Stored items

--------------------

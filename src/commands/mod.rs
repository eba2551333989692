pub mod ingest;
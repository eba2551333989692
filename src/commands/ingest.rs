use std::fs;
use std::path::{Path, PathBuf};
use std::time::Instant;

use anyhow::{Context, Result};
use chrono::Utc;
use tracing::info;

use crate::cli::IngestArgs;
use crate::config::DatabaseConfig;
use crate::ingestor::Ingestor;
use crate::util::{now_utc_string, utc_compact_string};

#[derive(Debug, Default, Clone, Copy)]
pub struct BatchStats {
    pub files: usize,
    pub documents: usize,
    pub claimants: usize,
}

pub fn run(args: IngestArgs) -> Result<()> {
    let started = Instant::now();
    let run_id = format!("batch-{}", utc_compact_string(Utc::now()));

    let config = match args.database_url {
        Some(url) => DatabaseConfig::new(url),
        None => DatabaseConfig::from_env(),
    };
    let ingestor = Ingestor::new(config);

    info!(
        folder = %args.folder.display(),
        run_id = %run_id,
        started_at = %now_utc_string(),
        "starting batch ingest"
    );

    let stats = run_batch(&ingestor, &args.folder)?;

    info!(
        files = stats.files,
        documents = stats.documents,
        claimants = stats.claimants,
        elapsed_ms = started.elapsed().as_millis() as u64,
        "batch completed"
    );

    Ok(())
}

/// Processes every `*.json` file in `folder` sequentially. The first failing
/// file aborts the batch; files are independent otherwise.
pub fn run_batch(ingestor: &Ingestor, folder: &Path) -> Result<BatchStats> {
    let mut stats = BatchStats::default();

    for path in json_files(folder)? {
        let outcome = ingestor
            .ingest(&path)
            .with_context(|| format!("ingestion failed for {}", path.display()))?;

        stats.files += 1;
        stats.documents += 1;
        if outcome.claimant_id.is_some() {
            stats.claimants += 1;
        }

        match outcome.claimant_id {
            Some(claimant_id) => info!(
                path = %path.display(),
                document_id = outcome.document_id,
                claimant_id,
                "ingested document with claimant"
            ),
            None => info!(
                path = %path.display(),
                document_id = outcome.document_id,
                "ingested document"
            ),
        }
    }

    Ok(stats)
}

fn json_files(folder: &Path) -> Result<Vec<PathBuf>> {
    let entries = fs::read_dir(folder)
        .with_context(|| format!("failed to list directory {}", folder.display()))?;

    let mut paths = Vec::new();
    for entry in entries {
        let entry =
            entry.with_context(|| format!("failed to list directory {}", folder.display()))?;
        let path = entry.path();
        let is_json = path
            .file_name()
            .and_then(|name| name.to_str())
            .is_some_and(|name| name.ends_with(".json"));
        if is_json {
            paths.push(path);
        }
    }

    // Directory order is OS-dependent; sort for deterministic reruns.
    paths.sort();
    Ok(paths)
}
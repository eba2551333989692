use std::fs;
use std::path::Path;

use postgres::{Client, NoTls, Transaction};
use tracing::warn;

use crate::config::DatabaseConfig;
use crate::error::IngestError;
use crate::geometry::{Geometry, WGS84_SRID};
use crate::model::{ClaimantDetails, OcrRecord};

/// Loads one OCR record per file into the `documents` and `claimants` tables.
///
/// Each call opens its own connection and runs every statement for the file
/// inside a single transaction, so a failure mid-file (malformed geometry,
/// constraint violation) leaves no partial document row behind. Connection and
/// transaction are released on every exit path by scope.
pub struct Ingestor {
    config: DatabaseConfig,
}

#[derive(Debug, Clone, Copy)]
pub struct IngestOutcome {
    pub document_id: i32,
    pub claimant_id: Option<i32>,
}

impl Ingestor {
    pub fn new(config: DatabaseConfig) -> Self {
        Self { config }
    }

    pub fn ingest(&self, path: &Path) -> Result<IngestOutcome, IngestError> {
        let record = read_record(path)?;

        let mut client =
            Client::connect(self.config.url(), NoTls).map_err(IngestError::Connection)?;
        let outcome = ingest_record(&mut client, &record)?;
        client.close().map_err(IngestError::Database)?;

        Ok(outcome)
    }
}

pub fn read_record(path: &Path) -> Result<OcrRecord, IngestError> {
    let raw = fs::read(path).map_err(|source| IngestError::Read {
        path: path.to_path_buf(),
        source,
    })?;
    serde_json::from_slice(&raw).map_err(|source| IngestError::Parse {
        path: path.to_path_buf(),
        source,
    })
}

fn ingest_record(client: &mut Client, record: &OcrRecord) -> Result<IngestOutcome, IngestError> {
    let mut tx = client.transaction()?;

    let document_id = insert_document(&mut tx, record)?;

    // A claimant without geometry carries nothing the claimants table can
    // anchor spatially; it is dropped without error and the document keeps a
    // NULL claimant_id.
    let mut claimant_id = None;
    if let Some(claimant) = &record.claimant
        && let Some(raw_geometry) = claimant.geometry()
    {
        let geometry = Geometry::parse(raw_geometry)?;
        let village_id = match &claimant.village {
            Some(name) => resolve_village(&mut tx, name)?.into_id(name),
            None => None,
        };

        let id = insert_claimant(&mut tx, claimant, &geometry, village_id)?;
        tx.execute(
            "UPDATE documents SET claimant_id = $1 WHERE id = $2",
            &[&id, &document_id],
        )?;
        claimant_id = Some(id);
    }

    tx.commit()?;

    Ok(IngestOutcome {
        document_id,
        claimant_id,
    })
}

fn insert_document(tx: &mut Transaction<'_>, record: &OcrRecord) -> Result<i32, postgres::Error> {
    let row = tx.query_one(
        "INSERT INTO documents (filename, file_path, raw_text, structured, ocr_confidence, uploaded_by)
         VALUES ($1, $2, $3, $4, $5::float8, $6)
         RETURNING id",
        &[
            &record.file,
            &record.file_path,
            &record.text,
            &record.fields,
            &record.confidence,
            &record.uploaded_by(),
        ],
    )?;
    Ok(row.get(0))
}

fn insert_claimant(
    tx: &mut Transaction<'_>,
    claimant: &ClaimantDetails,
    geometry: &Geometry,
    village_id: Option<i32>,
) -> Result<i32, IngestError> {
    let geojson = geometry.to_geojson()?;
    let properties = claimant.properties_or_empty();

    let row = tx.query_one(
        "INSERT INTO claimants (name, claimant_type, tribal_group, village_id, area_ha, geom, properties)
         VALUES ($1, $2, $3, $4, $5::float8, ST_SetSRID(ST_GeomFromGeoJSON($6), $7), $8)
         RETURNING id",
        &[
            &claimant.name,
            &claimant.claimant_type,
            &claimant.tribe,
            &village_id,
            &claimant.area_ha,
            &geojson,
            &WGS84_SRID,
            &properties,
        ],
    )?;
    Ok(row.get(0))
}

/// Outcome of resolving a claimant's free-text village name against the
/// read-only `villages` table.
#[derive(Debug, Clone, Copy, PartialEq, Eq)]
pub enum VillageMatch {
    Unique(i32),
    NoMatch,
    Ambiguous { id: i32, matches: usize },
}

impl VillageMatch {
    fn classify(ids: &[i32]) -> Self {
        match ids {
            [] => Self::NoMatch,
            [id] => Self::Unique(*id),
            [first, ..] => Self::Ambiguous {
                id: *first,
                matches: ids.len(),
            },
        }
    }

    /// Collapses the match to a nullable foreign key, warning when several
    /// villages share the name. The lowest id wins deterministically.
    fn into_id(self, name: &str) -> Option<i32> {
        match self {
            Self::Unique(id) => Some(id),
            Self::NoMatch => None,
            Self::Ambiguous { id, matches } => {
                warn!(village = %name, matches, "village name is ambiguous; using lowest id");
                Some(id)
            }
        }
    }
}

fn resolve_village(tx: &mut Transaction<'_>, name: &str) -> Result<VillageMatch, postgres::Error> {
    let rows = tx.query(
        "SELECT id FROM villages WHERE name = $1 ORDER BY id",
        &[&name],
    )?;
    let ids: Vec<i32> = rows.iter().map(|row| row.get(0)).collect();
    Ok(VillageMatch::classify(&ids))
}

--------------------

◆ **What to produce**: Identify each line in the records above containing the word "usize"; copy those lines.

◆ **Response box**:
    pub files: usize,
    pub documents: usize,
    pub claimants: usize,
    Ambiguous { id: i32, matches: usize },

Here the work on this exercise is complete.